The international community maintains its leverage over the policy of Cambodia, concerning human rights, corruption, and good governance, through controlling the amount of aid given. The increase in Chinese aid with no strings attached; however, threatens to alleviate Cambodia of western pressures, and may lead to an increase in human rights violations by the government.

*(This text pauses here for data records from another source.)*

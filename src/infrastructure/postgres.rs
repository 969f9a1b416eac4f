//! `PostgreSQL` repository implementations.
//!
//! Uses `sqlx` with a shared [`PgPool`]. Schema lives in `migrations/` and
//! is applied at startup through [`run_migrations`].
//!
//! # Conditional Update
//!
//! Every versioned write is a single statement:
//!
//! ```sql
//! UPDATE movies
//! SET title = COALESCE($1, title), ..., version = version + 1
//! WHERE id = $5 AND version = $6
//! RETURNING version
//! ```
//!
//! When no row comes back, a follow-up `SELECT version` only decides whether
//! to report a version mismatch or a missing row.

use std::time::Duration;

use chrono::{DateTime, Utc};
use futures::future::BoxFuture;
use sqlx::PgPool;
use sqlx::postgres::PgPoolOptions;

use crate::domain::{
    Movie, MovieChanges, MovieId, MovieQuery, NewMovie, NewUser, PasswordHash, Runtime, User,
    UserChanges, UserId,
};

use super::repository::{
    ConditionalUpdate, MovieRepository, PaginatedResult, RepositoryError, VersionedStore,
};

// =============================================================================
// Pool
// =============================================================================

/// Connection pool settings.
#[derive(Debug, Clone)]
pub struct PoolSettings {
    pub url: String,
    pub max_connections: u32,
    pub max_idle_time: Duration,
    pub max_lifetime: Duration,
    pub acquire_timeout: Duration,
}

/// Opens a connection pool and verifies it with a first connection.
///
/// # Errors
///
/// Returns the `sqlx` error if the database is unreachable.
pub async fn connect(settings: &PoolSettings) -> Result<PgPool, sqlx::Error> {
    PgPoolOptions::new()
        .max_connections(settings.max_connections)
        .idle_timeout(settings.max_idle_time)
        .max_lifetime(settings.max_lifetime)
        .acquire_timeout(settings.acquire_timeout)
        .connect(&settings.url)
        .await
}

/// Applies pending migrations from `migrations/`.
///
/// # Errors
///
/// Returns the migration error if any script fails.
pub async fn run_migrations(pool: &PgPool) -> Result<(), sqlx::migrate::MigrateError> {
    sqlx::migrate!("./migrations").run(pool).await
}

// =============================================================================
// Rows
// =============================================================================

#[derive(Debug, sqlx::FromRow)]
struct MovieRow {
    id: i64,
    created_at: DateTime<Utc>,
    title: String,
    year: i32,
    runtime: i32,
    genres: Vec<String>,
    version: i32,
}

impl From<MovieRow> for Movie {
    fn from(row: MovieRow) -> Self {
        Self {
            id: MovieId::new(row.id),
            created_at: row.created_at,
            title: row.title,
            year: row.year,
            runtime: Runtime::from_minutes(row.runtime),
            genres: row.genres,
            version: row.version,
        }
    }
}

#[derive(Debug, sqlx::FromRow)]
struct ListedMovieRow {
    total_records: i64,
    #[sqlx(flatten)]
    movie: MovieRow,
}

#[derive(Debug, sqlx::FromRow)]
struct UserRow {
    id: i64,
    created_at: DateTime<Utc>,
    name: String,
    email: String,
    password_hash: Vec<u8>,
    activated: bool,
    version: i32,
}

impl TryFrom<UserRow> for User {
    type Error = RepositoryError;

    fn try_from(row: UserRow) -> Result<Self, Self::Error> {
        let password_hash = PasswordHash::from_bytes(row.password_hash)
            .map_err(|error| RepositoryError::SerializationError(error.to_string()))?;
        Ok(Self {
            id: UserId::new(row.id),
            created_at: row.created_at,
            name: row.name,
            email: row.email,
            password_hash,
            activated: row.activated,
            version: row.version,
        })
    }
}

fn resolve_miss(current: Option<i32>) -> ConditionalUpdate {
    current.map_or(ConditionalUpdate::Missing, |current| {
        ConditionalUpdate::VersionMismatch { current }
    })
}

// =============================================================================
// PostgreSQL Movie Repository
// =============================================================================

const MOVIE_COLUMNS: &str = "id, created_at, title, year, runtime, genres, version";

/// `PostgreSQL` implementation of [`MovieRepository`].
#[derive(Debug, Clone)]
pub struct PostgresMovieRepository {
    pool: PgPool,
}

impl PostgresMovieRepository {
    /// Creates a repository over `pool`.
    #[must_use]
    pub const fn new(pool: PgPool) -> Self {
        Self { pool }
    }
}

impl VersionedStore<Movie> for PostgresMovieRepository {
    fn insert(&self, draft: NewMovie) -> BoxFuture<'_, Result<Movie, RepositoryError>> {
        Box::pin(async move {
            let row: MovieRow = sqlx::query_as(&format!(
                "INSERT INTO movies (title, year, runtime, genres) \
                 VALUES ($1, $2, $3, $4) \
                 RETURNING {MOVIE_COLUMNS}"
            ))
            .bind(&draft.title)
            .bind(draft.year)
            .bind(draft.runtime.minutes())
            .bind(&draft.genres)
            .fetch_one(&self.pool)
            .await?;
            Ok(row.into())
        })
    }

    fn get_by_id(&self, id: MovieId) -> BoxFuture<'_, Result<Option<Movie>, RepositoryError>> {
        Box::pin(async move {
            let row: Option<MovieRow> =
                sqlx::query_as(&format!("SELECT {MOVIE_COLUMNS} FROM movies WHERE id = $1"))
                    .bind(id.value())
                    .fetch_optional(&self.pool)
                    .await?;
            Ok(row.map(Movie::from))
        })
    }

    fn conditional_update(
        &self,
        id: MovieId,
        expected_version: i32,
        changes: MovieChanges,
    ) -> BoxFuture<'_, Result<ConditionalUpdate, RepositoryError>> {
        Box::pin(async move {
            let applied: Option<i32> = sqlx::query_scalar(
                "UPDATE movies \
                 SET title = COALESCE($1, title), \
                     year = COALESCE($2, year), \
                     runtime = COALESCE($3, runtime), \
                     genres = COALESCE($4, genres), \
                     version = version + 1 \
                 WHERE id = $5 AND version = $6 \
                 RETURNING version",
            )
            .bind(changes.title)
            .bind(changes.year)
            .bind(changes.runtime.map(Runtime::minutes))
            .bind(changes.genres)
            .bind(id.value())
            .bind(expected_version)
            .fetch_optional(&self.pool)
            .await?;

            if let Some(version) = applied {
                return Ok(ConditionalUpdate::Applied { version });
            }

            let current: Option<i32> = sqlx::query_scalar("SELECT version FROM movies WHERE id = $1")
                .bind(id.value())
                .fetch_optional(&self.pool)
                .await?;
            Ok(resolve_miss(current))
        })
    }

    fn delete(&self, id: MovieId) -> BoxFuture<'_, Result<bool, RepositoryError>> {
        Box::pin(async move {
            let result = sqlx::query("DELETE FROM movies WHERE id = $1")
                .bind(id.value())
                .execute(&self.pool)
                .await?;
            Ok(result.rows_affected() > 0)
        })
    }
}

impl MovieRepository for PostgresMovieRepository {
    fn list(
        &self,
        query: MovieQuery,
    ) -> BoxFuture<'_, Result<PaginatedResult<Movie>, RepositoryError>> {
        Box::pin(async move {
            let filters = query.filters;
            // Column and direction come from the sort safelist, never from raw input.
            let statement = format!(
                "SELECT count(*) OVER() AS total_records, {MOVIE_COLUMNS} \
                 FROM movies \
                 WHERE (to_tsvector('simple', title) @@ plainto_tsquery('simple', $1) OR $1 = '') \
                 AND (genres @> $2 OR $2 = '{{}}') \
                 ORDER BY {} {}, id ASC \
                 LIMIT $3 OFFSET $4",
                filters.sort.field.column(),
                filters.sort.direction.keyword(),
            );

            let rows: Vec<ListedMovieRow> = sqlx::query_as(&statement)
                .bind(query.title.unwrap_or_default())
                .bind(query.genres)
                .bind(i64::from(filters.limit()))
                .bind(i64::try_from(filters.offset()).unwrap_or(i64::MAX))
                .fetch_all(&self.pool)
                .await?;

            let total = rows
                .first()
                .map_or(0, |row| u64::try_from(row.total_records).unwrap_or(0));
            let items = rows.into_iter().map(|row| Movie::from(row.movie)).collect();
            Ok(PaginatedResult::new(items, total))
        })
    }
}

// =============================================================================
// PostgreSQL User Repository
// =============================================================================

const USER_COLUMNS: &str = "id, created_at, name, email, password_hash, activated, version";

/// `PostgreSQL` user table.
#[derive(Debug, Clone)]
pub struct PostgresUserRepository {
    pool: PgPool,
}

impl PostgresUserRepository {
    /// Creates a repository over `pool`.
    #[must_use]
    pub const fn new(pool: PgPool) -> Self {
        Self { pool }
    }
}

impl VersionedStore<User> for PostgresUserRepository {
    fn insert(&self, draft: NewUser) -> BoxFuture<'_, Result<User, RepositoryError>> {
        Box::pin(async move {
            let row: UserRow = sqlx::query_as(&format!(
                "INSERT INTO users (name, email, password_hash, activated) \
                 VALUES ($1, $2, $3, $4) \
                 RETURNING {USER_COLUMNS}"
            ))
            .bind(&draft.name)
            .bind(&draft.email)
            .bind(draft.password_hash.as_bytes())
            .bind(draft.activated)
            .fetch_one(&self.pool)
            .await?;
            row.try_into()
        })
    }

    fn get_by_id(&self, id: UserId) -> BoxFuture<'_, Result<Option<User>, RepositoryError>> {
        Box::pin(async move {
            let row: Option<UserRow> =
                sqlx::query_as(&format!("SELECT {USER_COLUMNS} FROM users WHERE id = $1"))
                    .bind(id.value())
                    .fetch_optional(&self.pool)
                    .await?;
            row.map(User::try_from).transpose()
        })
    }

    fn conditional_update(
        &self,
        id: UserId,
        expected_version: i32,
        changes: UserChanges,
    ) -> BoxFuture<'_, Result<ConditionalUpdate, RepositoryError>> {
        Box::pin(async move {
            let applied: Option<i32> = sqlx::query_scalar(
                "UPDATE users \
                 SET name = COALESCE($1, name), \
                     email = COALESCE($2, email), \
                     password_hash = COALESCE($3, password_hash), \
                     activated = COALESCE($4, activated), \
                     version = version + 1 \
                 WHERE id = $5 AND version = $6 \
                 RETURNING version",
            )
            .bind(changes.name)
            .bind(changes.email)
            .bind(changes.password_hash.map(|hash| hash.as_bytes().to_vec()))
            .bind(changes.activated)
            .bind(id.value())
            .bind(expected_version)
            .fetch_optional(&self.pool)
            .await?;

            if let Some(version) = applied {
                return Ok(ConditionalUpdate::Applied { version });
            }

            let current: Option<i32> = sqlx::query_scalar("SELECT version FROM users WHERE id = $1")
                .bind(id.value())
                .fetch_optional(&self.pool)
                .await?;
            Ok(resolve_miss(current))
        })
    }

    fn delete(&self, id: UserId) -> BoxFuture<'_, Result<bool, RepositoryError>> {
        Box::pin(async move {
            let result = sqlx::query("DELETE FROM users WHERE id = $1")
                .bind(id.value())
                .execute(&self.pool)
                .await?;
            Ok(result.rows_affected() > 0)
        })
    }
}

// =============================================================================
// Tests
// =============================================================================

Land evictions is becoming more and more common in Cambodia; in 2006 in Mondulkiri province, the Phong hill tribes “claim that the Chinese company has colluded with the Cambodian government to illegally force them from their ancestral homeland”. The very recent Boeung Kak and Borei Keila evictions in Phnom Penh were seen by many observers as the Cambodian Government's increasing drift away from the adherence to human rights.
The Chinese funded Sesan Dam project in the northeastern part of Cambodia, threaten to lower the fish stocks, and affect the livelihood of many Khmer. “By one estimate, the project will result in a 9 percent drop in fish stocks in the entire Mekong Basin”.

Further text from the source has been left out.